Many nasal spray formulations incorporate thickening agents (hydroxypropyl methylcellulose, microcrystalline cellulose, carboxymethylcellulose, Avicel) to increase residence time in the nasal cavity. Viscosity is a critical quality attribute because it directly affects pump performance (higher viscosity requires more force to actuate), valve function, and droplet size distribution (more viscous formulations tend to produce larger droplets with reduced aerosol fineness). Viscosity is measured by rotational viscometry (Brookfield or equivalent) at a defined temperature (typically 20°C or 25°C) and shear rate.

Microbial Safety: Sterility, Microbial Limits, and Preservative Efficacy

Nasal drug products interface with the nasal mucosa — a highly vascularized, immunologically active tissue adjacent to the sinuses and upper respiratory tract. Microbiological safety requirements vary by product type:

  • Non-preserved unit-dose nasal sprays: Must be sterile — tested per USP <71>. Single-dose containers are filled and sealed under aseptic conditions.
  • Multi-dose preserved nasal sprays: Contain antimicrobial preservatives (most commonly benzalkonium chloride, typically 0.01–0.02% w/v, often with EDTA as a chelating agent). Must comply with USP <61>/<62> microbial limits testing. Additionally, require Preservative Efficacy Testing (USP <51>) — deliberate inoculation with five specified microorganisms (Staphylococcus aureus, Pseudomonas aeruginosa, Escherichia coli, Candida albicans, Aspergillus brasiliensis) with microbial count monitoring over 28 days.
  • Endotoxin testing (USP <85>, LAL assay): Bacterial endotoxin limits must be established for aqueous nasal spray formulations where the product contacts the vascular nasal epithelium. The Limulus Amebocyte Lysate (LAL) test is the standard method.

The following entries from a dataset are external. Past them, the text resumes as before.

use super::candidate::{CandidateDefinition, CropCategory, WaterRequirement};
use super::outlook::SeasonalOutlook;
use super::profile::Granularity;
use super::season::Season;
use serde::{Deserialize, Serialize};

/// Number of reasons shown alongside each recommendation.
pub const DISPLAYED_REASONS: usize = 2;

/// One triggered scoring rule: a signed adjustment plus its justification.
#[derive(Debug, Clone, PartialEq, Serialize, Deserialize)]
pub struct ScoreFactor {
    pub rule_id: String,
    pub delta: f64,
    pub reason: String,
    /// Hard exclusion, regardless of the final score.
    #[serde(default)]
    pub veto: bool,
}

impl ScoreFactor {
    pub fn new(rule_id: &str, delta: f64, reason: impl Into<String>) -> Self {
        Self {
            rule_id: rule_id.to_string(),
            delta,
            reason: reason.into(),
            veto: false,
        }
    }

    pub fn veto(rule_id: &str, delta: f64, reason: impl Into<String>) -> Self {
        Self {
            veto: true,
            ..Self::new(rule_id, delta, reason)
        }
    }
}

/// Pick the `limit` factors with the largest absolute impact. Equal impacts
/// keep rule order.
pub fn highest_impact_reasons(factors: &[ScoreFactor], limit: usize) -> Vec<String> {
    let mut ranked: Vec<&ScoreFactor> = factors.iter().collect();
    ranked.sort_by(|a, b| b.delta.abs().total_cmp(&a.delta.abs()));
    ranked
        .into_iter()
        .take(limit)
        .map(|f| f.reason.clone())
        .collect()
}

#[derive(Debug, Clone, PartialEq, Serialize, Deserialize)]
pub struct Financials {
    /// Quintals per hectare.
    pub yield_per_area: f64,
    /// ₹ per hectare.
    pub profit_estimate: f64,
    /// ₹ per quintal.
    pub reference_price: f64,
    #[serde(skip_serializing_if = "Option::is_none")]
    pub msp_price: Option<f64>,
}

impl Financials {
    pub fn for_candidate(candidate: &CandidateDefinition) -> Self {
        Self {
            yield_per_area: candidate.yield_per_area,
            profit_estimate: candidate.profit_estimate(),
            reference_price: candidate.reference_price,
            msp_price: candidate.msp_price,
        }
    }
}

#[derive(Debug, Clone, PartialEq, Serialize, Deserialize)]
pub struct ScoredCandidate {
    pub candidate_id: String,
    pub display_name: String,
    pub localized_name: String,
    pub category: CropCategory,
    pub water_requirement: WaterRequirement,
    pub duration_days: u32,
    pub score: f64,
    /// The highest-impact reasons, for display.
    pub reasons: Vec<String>,
    /// Every triggered rule reason, in rule order.
    pub factors: Vec<String>,
    pub financials: Financials,
}

/// Whether each enrichment source contributed live data to a report.
#[derive(Debug, Clone, Copy, Default, PartialEq, Eq, Serialize, Deserialize)]
pub struct EnrichmentStatus {
    pub weather: bool,
    pub market: bool,
}

impl EnrichmentStatus {
    pub fn fully_enriched(&self) -> bool {
        self.weather && self.market
    }
}

#[derive(Debug, Clone, Serialize, Deserialize)]
pub struct RecommendationReport {
    pub location: String,
    pub region_id: String,
    pub region_name: String,
    pub granularity: Granularity,
    pub agro_zone: String,
    pub season: Season,
    pub outlook: SeasonalOutlook,
    pub enrichment: EnrichmentStatus,
    pub recommendations: Vec<ScoredCandidate>,
}

impl RecommendationReport {
    /// True when every candidate was excluded. This is a valid outcome.
    pub fn is_empty(&self) -> bool {
        self.recommendations.is_empty()
    }
}
use agrorank::models::Season;
use clap::{Parser, Subcommand};
use std::path::PathBuf;

#[derive(Parser)]
#[command(
    name = "agrorank",
    version,
    about = "Explainable crop recommendations for Indian farms"
)]
pub struct Cli {
    #[command(subcommand)]
    pub command: Commands,

    /// Path to config.yaml
    #[arg(short, long, global = true)]
    pub config: Option<PathBuf>,

    /// Increase log verbosity (-v for debug, -vv for trace)
    #[arg(short, long, global = true, action = clap::ArgAction::Count)]
    pub verbose: u8,
}

#[derive(Subcommand)]
pub enum Commands {
    /// Rank crops for a location
    Recommend {
        /// District, state or free-text place name
        location: String,

        /// Latitude for the weather lookup
        #[arg(long, requires = "lon", allow_negative_numbers = true)]
        lat: Option<f64>,

        /// Longitude for the weather lookup
        #[arg(long, requires = "lat", allow_negative_numbers = true)]
        lon: Option<f64>,

        /// Season override (rabi, kharif, zaid, winter, monsoon, summer)
        #[arg(short, long, value_parser = parse_season)]
        season: Option<Season>,

        /// Number of recommendations to show
        #[arg(short, long)]
        top: Option<usize>,

        /// Print the full report as JSON
        #[arg(long)]
        json: bool,

        /// Skip live weather and market lookups
        #[arg(long)]
        offline: bool,
    },
    /// List the candidate catalog
    Catalog {
        /// Only candidates eligible in this season
        #[arg(short, long, value_parser = parse_season)]
        season: Option<Season>,
    },
    /// Validate config and test connections
    Check,
}

fn parse_season(s: &str) -> Result<Season, String> {
    Season::from_str(s).ok_or_else(|| {
        format!(
            "unknown season '{}' (expected rabi, kharif, zaid, winter, monsoon or summer)",
            s
        )
    })
}
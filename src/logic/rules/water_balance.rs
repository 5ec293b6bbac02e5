use super::{ScoringContext, ScoringRule};
use crate::models::{CandidateDefinition, Level, ScoreFactor, WaterRequirement};

/// Water balance rule - matches crop water demand against rainfall and
/// irrigation at the location.
///
/// High-demand crops:
/// - Ample irrigation or rainfall: +25
/// - Scarce irrigation and scarce rainfall: -50, veto
/// - Anything in between: -10
///
/// Low-demand crops:
/// - Scarce irrigation and scarce rainfall: +25
/// - Very high rainfall: -40, veto (rot risk)
///
/// Moderate-demand crops are unaffected.
pub struct WaterBalanceRule;

impl ScoringRule for WaterBalanceRule {
    fn id(&self) -> &'static str {
        "water_balance"
    }

    fn name(&self) -> &'static str {
        "Water Balance"
    }

    fn evaluate(
        &self,
        ctx: &ScoringContext<'_>,
        candidate: &CandidateDefinition,
    ) -> Option<ScoreFactor> {
        let rainfall = ctx.profile.rainfall_class;
        let irrigation = ctx.profile.irrigation_class;
        let dry = irrigation.is_scarce() && rainfall.is_scarce();

        match candidate.water_requirement {
            WaterRequirement::High => {
                if irrigation.is_ample() || rainfall.is_ample() {
                    Some(ScoreFactor::new(self.id(), 25.0, "Water requirement met"))
                } else if dry {
                    Some(ScoreFactor::veto(self.id(), -50.0, "Insufficient water"))
                } else {
                    Some(ScoreFactor::new(
                        self.id(),
                        -10.0,
                        "Limited water availability",
                    ))
                }
            }
            WaterRequirement::Low => {
                if dry {
                    Some(ScoreFactor::new(self.id(), 25.0, "Drought resistant"))
                } else if rainfall == Level::VeryHigh {
                    Some(ScoreFactor::veto(self.id(), -40.0, "Excess moisture risk"))
                } else {
                    None
                }
            }
            WaterRequirement::Moderate => None,
        }
    }
}
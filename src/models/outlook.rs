use serde::{Deserialize, Serialize};

/// Heavy-rain threshold over the forecast window.
pub const HIGH_RAINFALL_MM: f64 = 50.0;
/// Dry-spell thresholds: almost no rain and parched topsoil.
pub const DROUGHT_RAINFALL_MM: f64 = 2.0;
pub const DROUGHT_SOIL_MOISTURE: f64 = 0.1;
/// Mean daily maximum above which the window is a heatwave.
pub const HEATWAVE_MAX_TEMP_C: f64 = 40.0;

#[derive(Debug, Clone, Copy, PartialEq, Eq, Hash, Serialize, Deserialize)]
#[serde(rename_all = "snake_case")]
pub enum RiskKind {
    None,
    HighRainfall,
    Drought,
    Heatwave,
    ColdSnap,
}

impl RiskKind {
    pub fn as_str(&self) -> &'static str {
        match self {
            RiskKind::None => "None",
            RiskKind::HighRainfall => "High Rainfall",
            RiskKind::Drought => "Drought",
            RiskKind::Heatwave => "Heatwave",
            RiskKind::ColdSnap => "Cold Snap",
        }
    }
}

impl std::fmt::Display for RiskKind {
    fn fmt(&self, f: &mut std::fmt::Formatter<'_>) -> std::fmt::Result {
        write!(f, "{}", self.as_str())
    }
}

#[derive(Debug, Clone, Copy, PartialEq, Eq, Serialize, Deserialize)]
#[serde(rename_all = "snake_case")]
pub enum OutlookSource {
    /// Derived from a live forecast fetch.
    Live,
    /// Month-keyed fallback used when the live fetch failed.
    SeasonalHeuristic,
}

impl OutlookSource {
    pub fn as_str(&self) -> &'static str {
        match self {
            OutlookSource::Live => "Live forecast",
            OutlookSource::SeasonalHeuristic => "Seasonal heuristic",
        }
    }
}

/// Short-to-medium range weather risk summary for a location.
#[derive(Debug, Clone, PartialEq, Serialize, Deserialize)]
pub struct SeasonalOutlook {
    pub risk_kind: RiskKind,
    pub narrative: String,
    /// Mean daily maximum temperature over the window, °C.
    pub max_temperature: Option<f64>,
    pub cumulative_rainfall_mm: Option<f64>,
    /// Topsoil volumetric moisture, m³/m³.
    pub soil_moisture_fraction: Option<f64>,
    pub source: OutlookSource,
}

impl SeasonalOutlook {
    /// Classify live forecast aggregates. The first matching risk wins:
    /// heavy rain, then drought, then heat. Drought needs a soil moisture
    /// reading.
    pub fn from_forecast(
        mean_max_temp_c: f64,
        cumulative_rainfall_mm: f64,
        soil_moisture_fraction: Option<f64>,
    ) -> Self {
        let (risk_kind, narrative) = if cumulative_rainfall_mm > HIGH_RAINFALL_MM {
            (
                RiskKind::HighRainfall,
                format!(
                    "Heavy rain alert ({:.0} mm expected)",
                    cumulative_rainfall_mm
                ),
            )
        } else if cumulative_rainfall_mm < DROUGHT_RAINFALL_MM
            && soil_moisture_fraction.is_some_and(|m| m < DROUGHT_SOIL_MOISTURE)
        {
            (RiskKind::Drought, "Severe dry spell".to_string())
        } else if mean_max_temp_c > HEATWAVE_MAX_TEMP_C {
            (
                RiskKind::Heatwave,
                format!("Heatwave alert ({:.1}°C)", mean_max_temp_c),
            )
        } else {
            (RiskKind::None, "Favorable conditions".to_string())
        };

        Self {
            risk_kind,
            narrative,
            max_temperature: Some(mean_max_temp_c),
            cumulative_rainfall_mm: Some(cumulative_rainfall_mm),
            soil_moisture_fraction,
            source: OutlookSource::Live,
        }
    }

    /// Static month-keyed outlook for when no live forecast is available.
    ///
    /// - Jun-Sep: monsoon, heavy rainfall expected
    /// - Oct-Jan: dry winter with cold waves
    /// - Feb-May: rising heat and dry spells
    pub fn seasonal_heuristic(month: u32) -> Self {
        let (risk_kind, narrative) = match month {
            6..=9 => (
                RiskKind::HighRainfall,
                "Heavy monsoon rains expected over the next 3 months",
            ),
            10..=12 | 1 => (
                RiskKind::ColdSnap,
                "Dry winter conditions with potential cold waves",
            ),
            _ => (
                RiskKind::Heatwave,
                "Rising temperatures and dry spell expected",
            ),
        };

        Self {
            risk_kind,
            narrative: narrative.to_string(),
            max_temperature: None,
            cumulative_rainfall_mm: None,
            soil_moisture_fraction: None,
            source: OutlookSource::SeasonalHeuristic,
        }
    }

    pub fn is_live(&self) -> bool {
        self.source == OutlookSource::Live
    }
}
use super::profile::SoilClass;
use super::season::Season;
use serde::{Deserialize, Serialize};
use std::collections::HashSet;

#[derive(Debug, Clone, Copy, PartialEq, Eq, Hash, Serialize, Deserialize)]
#[serde(rename_all = "snake_case")]
pub enum SeasonTag {
    Rabi,
    Kharif,
    Zaid,
    YearRound,
}

impl SeasonTag {
    pub fn as_str(&self) -> &'static str {
        match self {
            SeasonTag::Rabi => "Rabi",
            SeasonTag::Kharif => "Kharif",
            SeasonTag::Zaid => "Zaid",
            SeasonTag::YearRound => "Year-round",
        }
    }

    pub fn matches(&self, season: Season) -> bool {
        matches!(
            (self, season),
            (SeasonTag::YearRound, _)
                | (SeasonTag::Rabi, Season::Rabi)
                | (SeasonTag::Kharif, Season::Kharif)
                | (SeasonTag::Zaid, Season::Zaid)
        )
    }
}

impl std::fmt::Display for SeasonTag {
    fn fmt(&self, f: &mut std::fmt::Formatter<'_>) -> std::fmt::Result {
        write!(f, "{}", self.as_str())
    }
}

#[derive(Debug, Clone, Copy, PartialEq, Eq, Hash, Serialize, Deserialize)]
#[serde(rename_all = "snake_case")]
pub enum CropCategory {
    Cereal,
    Millet,
    Pulse,
    Oilseed,
    Vegetable,
    Fruit,
    Fiber,
    Spice,
    CashCrop,
    Plantation,
    Fodder,
}

impl CropCategory {
    pub fn as_str(&self) -> &'static str {
        match self {
            CropCategory::Cereal => "Cereal",
            CropCategory::Millet => "Millet",
            CropCategory::Pulse => "Pulse",
            CropCategory::Oilseed => "Oilseed",
            CropCategory::Vegetable => "Vegetable",
            CropCategory::Fruit => "Fruit",
            CropCategory::Fiber => "Fiber",
            CropCategory::Spice => "Spice",
            CropCategory::CashCrop => "Cash Crop",
            CropCategory::Plantation => "Plantation",
            CropCategory::Fodder => "Fodder",
        }
    }
}

impl std::fmt::Display for CropCategory {
    fn fmt(&self, f: &mut std::fmt::Formatter<'_>) -> std::fmt::Result {
        write!(f, "{}", self.as_str())
    }
}

#[derive(Debug, Clone, Copy, PartialEq, Eq, Hash, Serialize, Deserialize)]
#[serde(rename_all = "snake_case")]
pub enum WaterRequirement {
    Low,
    Moderate,
    High,
}

impl WaterRequirement {
    pub fn as_str(&self) -> &'static str {
        match self {
            WaterRequirement::Low => "Low",
            WaterRequirement::Moderate => "Moderate",
            WaterRequirement::High => "High",
        }
    }
}

impl std::fmt::Display for WaterRequirement {
    fn fmt(&self, f: &mut std::fmt::Formatter<'_>) -> std::fmt::Result {
        write!(f, "{}", self.as_str())
    }
}

/// Static reference data for one crop. Loaded once, never mutated.
#[derive(Debug, Clone, PartialEq, Serialize, Deserialize)]
pub struct CandidateDefinition {
    pub id: String,
    pub display_name: String,
    pub localized_name: String,
    pub season_tag: SeasonTag,
    pub category: CropCategory,
    pub soil_affinity: HashSet<SoilClass>,
    pub water_requirement: WaterRequirement,
    pub duration_days: u32,
    /// Quintals per hectare.
    pub yield_per_area: f64,
    /// ₹ per quintal.
    pub reference_price: f64,
    #[serde(default)]
    pub msp_price: Option<f64>,
    /// ₹ per hectare.
    #[serde(default)]
    pub cultivation_cost: f64,
    #[serde(default)]
    pub regional_affinity: HashSet<String>,
}

impl CandidateDefinition {
    /// Season filter applied before scoring. Vegetables are short enough to
    /// fit the zaid window regardless of their tag.
    pub fn is_in_season(&self, season: Season) -> bool {
        self.season_tag.matches(season)
            || (season == Season::Zaid && self.category == CropCategory::Vegetable)
    }

    pub fn prefers_soil(&self, soil: SoilClass) -> bool {
        self.soil_affinity.contains(&soil)
    }

    pub fn is_regional_specialty(&self, region_id: &str) -> bool {
        self.regional_affinity.contains(region_id)
    }

    /// Higher of the market reference price and the minimum support price.
    pub fn effective_price(&self) -> f64 {
        self.msp_price
            .map_or(self.reference_price, |msp| msp.max(self.reference_price))
    }

    pub fn profit_estimate(&self) -> f64 {
        self.yield_per_area * self.effective_price() - self.cultivation_cost
    }
}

Compounded Nasal Drug Products and the Regulatory Landscape for Unapproved Peptides

Compounding pharmacies prepare customized nasal spray preparations under prescription for individual patients — regulated under Section 503A of the Drug Quality and Security Act (DQSA) for traditional pharmacies, or Section 503B for outsourcing facilities. Compounded nasal preparations must meet the sterility, potency, stability, and container-closure requirements of USP <797> (Pharmaceutical Compounding — Sterile Preparations). Testing requirements from accredited contract laboratories for compounded nasal sprays include: sterility (USP <71>), potency/assay (HPLC), pH, osmolality, endotoxin (USP <85>), and preservative efficacy where applicable.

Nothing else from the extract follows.